Assigned task —
Your output should be the lines of the entries below, exactly, from the first one through the line that holds "use crate::metrics::PipelineMetrics;".

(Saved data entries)
==========
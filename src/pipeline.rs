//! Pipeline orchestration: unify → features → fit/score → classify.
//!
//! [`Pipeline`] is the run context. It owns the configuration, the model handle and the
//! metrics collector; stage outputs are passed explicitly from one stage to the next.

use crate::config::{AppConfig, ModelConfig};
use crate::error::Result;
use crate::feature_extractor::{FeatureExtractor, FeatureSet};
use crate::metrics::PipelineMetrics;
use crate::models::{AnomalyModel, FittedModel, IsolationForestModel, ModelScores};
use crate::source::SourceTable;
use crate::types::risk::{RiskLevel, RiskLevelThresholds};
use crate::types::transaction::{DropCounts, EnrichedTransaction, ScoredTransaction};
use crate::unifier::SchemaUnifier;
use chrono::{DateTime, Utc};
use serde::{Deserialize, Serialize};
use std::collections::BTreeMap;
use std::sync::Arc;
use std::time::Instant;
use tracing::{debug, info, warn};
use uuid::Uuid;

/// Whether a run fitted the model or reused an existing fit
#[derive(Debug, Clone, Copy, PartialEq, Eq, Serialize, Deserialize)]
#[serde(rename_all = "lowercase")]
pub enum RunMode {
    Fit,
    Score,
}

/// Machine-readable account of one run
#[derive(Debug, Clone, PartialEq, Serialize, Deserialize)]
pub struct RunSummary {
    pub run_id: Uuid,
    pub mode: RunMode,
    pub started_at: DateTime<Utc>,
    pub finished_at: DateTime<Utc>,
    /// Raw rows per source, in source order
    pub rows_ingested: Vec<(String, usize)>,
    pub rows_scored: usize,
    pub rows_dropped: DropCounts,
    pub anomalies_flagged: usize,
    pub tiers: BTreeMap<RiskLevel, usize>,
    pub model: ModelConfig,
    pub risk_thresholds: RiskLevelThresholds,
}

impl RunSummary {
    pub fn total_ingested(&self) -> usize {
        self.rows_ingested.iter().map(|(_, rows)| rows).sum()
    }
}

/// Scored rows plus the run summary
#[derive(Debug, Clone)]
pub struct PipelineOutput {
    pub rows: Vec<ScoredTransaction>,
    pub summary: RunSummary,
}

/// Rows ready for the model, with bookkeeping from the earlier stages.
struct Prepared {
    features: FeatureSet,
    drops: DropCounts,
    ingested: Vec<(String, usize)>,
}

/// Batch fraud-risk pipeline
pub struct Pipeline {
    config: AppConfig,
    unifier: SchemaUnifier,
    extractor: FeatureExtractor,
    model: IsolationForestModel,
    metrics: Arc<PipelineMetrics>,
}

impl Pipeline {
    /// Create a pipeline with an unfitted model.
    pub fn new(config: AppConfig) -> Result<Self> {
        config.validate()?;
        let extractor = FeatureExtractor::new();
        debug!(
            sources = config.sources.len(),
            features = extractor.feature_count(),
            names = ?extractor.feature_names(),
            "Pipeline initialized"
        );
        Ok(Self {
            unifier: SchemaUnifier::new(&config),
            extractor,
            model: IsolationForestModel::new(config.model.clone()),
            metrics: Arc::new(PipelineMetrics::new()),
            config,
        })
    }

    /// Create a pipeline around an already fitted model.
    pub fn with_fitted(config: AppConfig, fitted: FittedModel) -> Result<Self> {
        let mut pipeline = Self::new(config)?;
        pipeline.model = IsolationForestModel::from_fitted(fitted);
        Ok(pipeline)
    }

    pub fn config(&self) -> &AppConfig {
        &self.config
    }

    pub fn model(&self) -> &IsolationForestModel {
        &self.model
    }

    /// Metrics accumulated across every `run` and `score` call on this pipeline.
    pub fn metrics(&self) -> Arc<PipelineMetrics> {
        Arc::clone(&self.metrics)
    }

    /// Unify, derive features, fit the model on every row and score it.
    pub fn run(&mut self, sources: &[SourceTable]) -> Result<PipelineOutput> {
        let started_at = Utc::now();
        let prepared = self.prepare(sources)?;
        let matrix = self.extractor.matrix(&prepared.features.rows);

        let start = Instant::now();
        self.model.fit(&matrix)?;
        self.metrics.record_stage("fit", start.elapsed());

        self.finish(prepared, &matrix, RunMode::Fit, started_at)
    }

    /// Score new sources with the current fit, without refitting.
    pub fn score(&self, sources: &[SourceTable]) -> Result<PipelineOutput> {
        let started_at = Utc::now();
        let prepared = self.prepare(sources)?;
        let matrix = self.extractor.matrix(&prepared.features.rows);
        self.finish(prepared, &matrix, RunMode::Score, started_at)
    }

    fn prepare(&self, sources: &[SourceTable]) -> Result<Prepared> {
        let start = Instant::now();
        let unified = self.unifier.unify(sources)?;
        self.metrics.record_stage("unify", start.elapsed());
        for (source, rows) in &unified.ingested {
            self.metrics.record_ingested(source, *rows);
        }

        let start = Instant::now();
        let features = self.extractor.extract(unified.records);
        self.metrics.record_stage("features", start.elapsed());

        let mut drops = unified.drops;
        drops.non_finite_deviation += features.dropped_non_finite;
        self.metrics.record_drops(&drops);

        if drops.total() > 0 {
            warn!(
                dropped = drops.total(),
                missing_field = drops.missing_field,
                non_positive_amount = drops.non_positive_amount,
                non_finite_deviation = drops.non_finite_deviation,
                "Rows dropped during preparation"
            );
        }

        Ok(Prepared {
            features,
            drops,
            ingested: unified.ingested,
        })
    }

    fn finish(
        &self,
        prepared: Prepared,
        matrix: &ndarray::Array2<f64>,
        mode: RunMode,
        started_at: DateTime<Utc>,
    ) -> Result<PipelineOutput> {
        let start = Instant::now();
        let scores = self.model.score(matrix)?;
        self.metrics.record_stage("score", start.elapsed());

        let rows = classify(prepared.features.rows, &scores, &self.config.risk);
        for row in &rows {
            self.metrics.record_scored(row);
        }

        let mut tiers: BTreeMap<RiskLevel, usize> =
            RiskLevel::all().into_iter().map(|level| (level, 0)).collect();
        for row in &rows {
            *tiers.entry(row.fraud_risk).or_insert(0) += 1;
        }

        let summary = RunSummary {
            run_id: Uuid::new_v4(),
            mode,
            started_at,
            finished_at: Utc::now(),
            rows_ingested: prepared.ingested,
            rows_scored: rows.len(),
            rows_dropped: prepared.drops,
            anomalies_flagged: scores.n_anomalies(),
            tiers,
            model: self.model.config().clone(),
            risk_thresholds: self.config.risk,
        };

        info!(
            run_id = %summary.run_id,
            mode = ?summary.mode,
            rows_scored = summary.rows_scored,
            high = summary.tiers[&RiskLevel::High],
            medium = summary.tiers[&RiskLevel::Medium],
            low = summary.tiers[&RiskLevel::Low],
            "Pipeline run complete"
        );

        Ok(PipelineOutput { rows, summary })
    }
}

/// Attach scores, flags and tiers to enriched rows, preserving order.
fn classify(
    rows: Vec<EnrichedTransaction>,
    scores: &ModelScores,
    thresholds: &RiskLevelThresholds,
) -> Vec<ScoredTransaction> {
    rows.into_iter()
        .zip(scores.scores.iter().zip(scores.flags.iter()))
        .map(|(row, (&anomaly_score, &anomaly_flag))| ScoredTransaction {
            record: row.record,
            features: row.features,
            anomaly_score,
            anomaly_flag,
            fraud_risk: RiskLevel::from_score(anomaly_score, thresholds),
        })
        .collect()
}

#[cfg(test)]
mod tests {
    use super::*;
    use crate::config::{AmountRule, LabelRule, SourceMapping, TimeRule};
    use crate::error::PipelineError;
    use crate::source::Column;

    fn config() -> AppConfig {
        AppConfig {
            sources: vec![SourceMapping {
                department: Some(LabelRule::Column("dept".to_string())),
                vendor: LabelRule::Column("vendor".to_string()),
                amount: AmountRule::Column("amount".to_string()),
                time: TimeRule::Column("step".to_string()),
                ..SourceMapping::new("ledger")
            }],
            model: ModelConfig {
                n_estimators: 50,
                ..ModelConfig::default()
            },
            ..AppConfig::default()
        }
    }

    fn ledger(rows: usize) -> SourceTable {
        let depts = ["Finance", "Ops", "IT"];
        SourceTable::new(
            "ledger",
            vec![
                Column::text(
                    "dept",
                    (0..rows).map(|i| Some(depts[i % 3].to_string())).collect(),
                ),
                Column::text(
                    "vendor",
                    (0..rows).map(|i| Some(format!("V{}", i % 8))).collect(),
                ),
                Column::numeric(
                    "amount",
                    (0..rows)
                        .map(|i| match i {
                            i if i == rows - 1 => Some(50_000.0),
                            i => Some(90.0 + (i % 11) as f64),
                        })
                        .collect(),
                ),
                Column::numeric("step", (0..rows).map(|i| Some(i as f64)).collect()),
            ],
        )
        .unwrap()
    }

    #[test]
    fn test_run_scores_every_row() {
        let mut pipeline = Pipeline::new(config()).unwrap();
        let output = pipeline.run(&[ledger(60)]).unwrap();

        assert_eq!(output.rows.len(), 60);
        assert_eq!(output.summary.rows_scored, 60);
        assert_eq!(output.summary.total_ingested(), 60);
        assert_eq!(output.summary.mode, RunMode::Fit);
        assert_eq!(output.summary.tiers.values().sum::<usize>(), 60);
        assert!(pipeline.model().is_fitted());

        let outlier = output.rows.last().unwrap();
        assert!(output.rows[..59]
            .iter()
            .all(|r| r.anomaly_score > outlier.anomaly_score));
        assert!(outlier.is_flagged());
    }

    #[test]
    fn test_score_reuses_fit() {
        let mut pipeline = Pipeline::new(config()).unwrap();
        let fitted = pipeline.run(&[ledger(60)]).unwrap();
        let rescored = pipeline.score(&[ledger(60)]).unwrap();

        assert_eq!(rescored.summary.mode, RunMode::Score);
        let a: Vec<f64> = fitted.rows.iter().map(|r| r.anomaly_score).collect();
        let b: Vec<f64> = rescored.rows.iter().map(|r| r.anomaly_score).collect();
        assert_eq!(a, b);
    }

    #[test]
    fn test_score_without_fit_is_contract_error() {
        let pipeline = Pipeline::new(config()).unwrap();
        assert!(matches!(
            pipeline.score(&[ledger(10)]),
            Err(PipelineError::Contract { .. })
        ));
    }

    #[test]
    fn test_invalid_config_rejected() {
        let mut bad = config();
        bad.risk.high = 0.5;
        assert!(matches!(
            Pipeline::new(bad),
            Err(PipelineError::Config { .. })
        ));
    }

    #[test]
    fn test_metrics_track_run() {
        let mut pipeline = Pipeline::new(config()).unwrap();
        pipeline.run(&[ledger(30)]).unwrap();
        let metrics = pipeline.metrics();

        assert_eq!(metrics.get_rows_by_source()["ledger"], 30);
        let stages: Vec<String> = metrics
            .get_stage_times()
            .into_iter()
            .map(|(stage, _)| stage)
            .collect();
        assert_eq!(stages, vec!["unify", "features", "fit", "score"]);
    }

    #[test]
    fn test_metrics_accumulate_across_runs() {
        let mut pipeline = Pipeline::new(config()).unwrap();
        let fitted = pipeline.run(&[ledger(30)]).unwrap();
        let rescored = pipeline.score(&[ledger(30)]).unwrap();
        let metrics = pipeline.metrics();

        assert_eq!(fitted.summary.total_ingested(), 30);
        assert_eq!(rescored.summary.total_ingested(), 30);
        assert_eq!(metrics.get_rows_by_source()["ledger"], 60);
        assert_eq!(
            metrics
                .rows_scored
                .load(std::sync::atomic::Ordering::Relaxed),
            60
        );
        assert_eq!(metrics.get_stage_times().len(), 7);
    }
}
==========
Answer section —
filename src/pipeline.rs
//! Pipeline orchestration: unify → features → fit/score → classify.
//!
//! [`Pipeline`] is the run context. It owns the configuration, the model handle and the
//! metrics collector; stage outputs are passed explicitly from one stage to the next.

use crate::config::{AppConfig, ModelConfig};
use crate::error::Result;
use crate::feature_extractor::{FeatureExtractor, FeatureSet};
use crate::metrics::PipelineMetrics;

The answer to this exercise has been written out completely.